Roger Cohen's column for the New York Times's international edition, "Beyond America's Original Sin," is the 1# read Times story at nytimes.com as of Friday morning, and it's no wonder -- Cohen basically endorses Barack Obama (not in so many words, as that would be a violation of finicky Times's regulations against columnists endorsing candidates).
The column itself is, frankly, embarrassing -- part Cohen apology for being born in apartheid South Africa, mostly Obama hagiography over his recent race speech that even appropriates the "Yes We Can" call-and-response slogan beloved of his more fervent supporters.
It takes bravery, and perhaps an unusual black-white vantage point, to navigate these places where hurt is profound, incomprehension the rule, just as it takes courage to say, as Obama did, that black "anger is real; it is powerful; and to simply wish it away, to condemn it without understanding its roots, only serves to widen the chasm of misunderstanding that exists between the races."
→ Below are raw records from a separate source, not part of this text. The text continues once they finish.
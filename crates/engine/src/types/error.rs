//! Error types and the failure taxonomy for the saga execution engine

use thiserror::Error;

use super::{ExecutionId, StepId};

/// Main engine error type
#[derive(Error, Debug, Clone)]
pub enum EngineError {
    #[error("Configuration error: {0}")]
    Configuration(#[from] ConfigError),

    #[error("State store error: {0}")]
    Store(#[from] StoreError),

    #[error("Lock error: {0}")]
    Lock(#[from] LockError),

    #[error("Queue error: {0}")]
    Queue(#[from] QueueError),

    #[error("Tool error: {0}")]
    Tool(#[from] ToolExecutorError),

    #[error("Plan error: {0}")]
    Plan(#[from] PlanError),

    #[error("Replan error: {0}")]
    Replan(#[from] ReplanError),

    #[error("DLQ error: {0}")]
    Dlq(#[from] DlqError),

    #[error("Execution not found: {execution_id}")]
    ExecutionNotFound { execution_id: ExecutionId },

    #[error("Execution {execution_id} is in terminal status {status}")]
    ExecutionTerminal {
        execution_id: ExecutionId,
        status: String,
    },

    #[error("Internal error: {0}")]
    Internal(String),
}

/// Configuration-related errors
#[derive(Error, Debug, Clone)]
pub enum ConfigError {
    #[error("Invalid configuration value for {key}: {reason}")]
    InvalidValue { key: String, reason: String },

    #[error("Missing required configuration: {key}")]
    MissingRequired { key: String },

    #[error("Environment variable error: {message}")]
    EnvError { message: String },
}

/// State store errors
#[derive(Error, Debug, Clone)]
pub enum StoreError {
    #[error("Store unavailable: {0}")]
    Unavailable(String),

    #[error("Serialization failed: {0}")]
    Serialization(String),

    #[error("Version conflict on {key}: expected {expected}, found {found}")]
    VersionConflict {
        key: String,
        expected: u64,
        found: u64,
    },

    #[error("Sqlite error: {0}")]
    Sqlite(String),

    #[error("Key not found: {0}")]
    NotFound(String),
}

/// Locking and idempotency errors
#[derive(Error, Debug, Clone)]
pub enum LockError {
    #[error("Lock already held: {key}")]
    Held { key: String },

    #[error("Lock backend unavailable: {reason}")]
    BackendUnavailable { reason: String },
}

/// Queue delivery errors
#[derive(Error, Debug, Clone)]
pub enum QueueError {
    #[error("Enqueue failed after {attempts} attempts: {reason}")]
    EnqueueFailed { attempts: u32, reason: String },

    #[error("Invalid job payload: {0}")]
    InvalidPayload(String),

    #[error("Signature verification failed: {0}")]
    SignatureInvalid(String),
}

/// Tool executor errors (technical layer; logical failures travel in `ToolOutcome`)
#[derive(Error, Debug, Clone)]
pub enum ToolExecutorError {
    #[error("Tool not found: {tool_name}")]
    ToolNotFound { tool_name: String },

    #[error("Tool invocation timed out: {tool_name}")]
    Timeout { tool_name: String },

    #[error("Tool invocation cancelled: {tool_name}")]
    Cancelled { tool_name: String },

    #[error("Transport failure calling {tool_name}: {reason}")]
    Transport { tool_name: String, reason: String },
}

/// Plan validation errors, rejected at ingestion
#[derive(Error, Debug, Clone)]
pub enum PlanError {
    #[error("Plan exceeds maximum step count: {count} > {max}")]
    TooManySteps { count: usize, max: usize },

    #[error("Dependency cycle detected involving step {step_id}")]
    DependencyCycle { step_id: StepId },

    #[error("Step {step_id} depends on unknown step {dependency}")]
    UnknownDependency { step_id: StepId, dependency: StepId },

    #[error("Step {step_id} depends on a later step {dependency}")]
    ForwardDependency { step_id: StepId, dependency: StepId },

    #[error("Duplicate step number {step_number}")]
    DuplicateStepNumber { step_number: u32 },

    #[error("Tool {tool_name} is not in the allowed set")]
    ToolNotAllowed { tool_name: String },

    #[error("Invalid step timeout: {0} ms")]
    InvalidTimeout(u64),
}

/// Replanning errors
#[derive(Error, Debug, Clone)]
pub enum ReplanError {
    #[error("No replan marker for execution {execution_id}")]
    MarkerMissing { execution_id: ExecutionId },

    #[error("Planner failed: {0}")]
    PlannerFailed(String),

    #[error("Replanned plan rejected: {0}")]
    PlanRejected(#[from] PlanError),
}

/// DLQ administration errors
#[derive(Error, Debug, Clone)]
pub enum DlqError {
    #[error("No DLQ entry for execution {execution_id}")]
    EntryNotFound { execution_id: ExecutionId },

    #[error("Resume rejected: {reason}")]
    ResumeRejected { reason: String },

    #[error("Cancel rejected: {reason}")]
    CancelRejected { reason: String },
}

/// Result type for engine operations
pub type EngineResult<T> = Result<T, EngineError>;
Progress, since the Civil Rights Movement, or since apartheid, has assuaged the wounds of race but not closed them. To carry my part of shame is also to carry a clue to the vortexes of rancor for which Obama has uncovered words.
I understand the rage of his former pastor, the Rev. Jeremiah Wright, however abhorrent its expression at times. I admire Obama for saying: "I can no more disown him than I can disown the black community."
Watch Cohen actually parrot an Obama campaign slogan (actually less a slogan and more a screech from the self-congratulatory liberal ID):
Honesty feels heady right now. For seven years, we have lived with the arid, us-against-them formulas of Bush's menial mind, with the result that the nuanced exploration of America's hardest subject is almost giddying. Can it be that a human being, like Wright, or like Obama's grandmother, is actually inhabited by ambiguities? Can an inquiring mind actually explore the half-shades of truth?
Yes. It. Can.
The unimaginable South African transition that Nelson Mandela made possible is a reminder that leadership matters. Words matter. The clamoring now in the United States for a presidency that uplifts rather than demeans is a reflection of the intellectual desert of the Bush years.
Hillary Clinton said in January that: "You campaign in poetry, but you govern in prose." Wrong. America's had its fill of the prosaic.
Cohen has flashed his liberal bona fides before, in both columns and reporting, but nothing like this.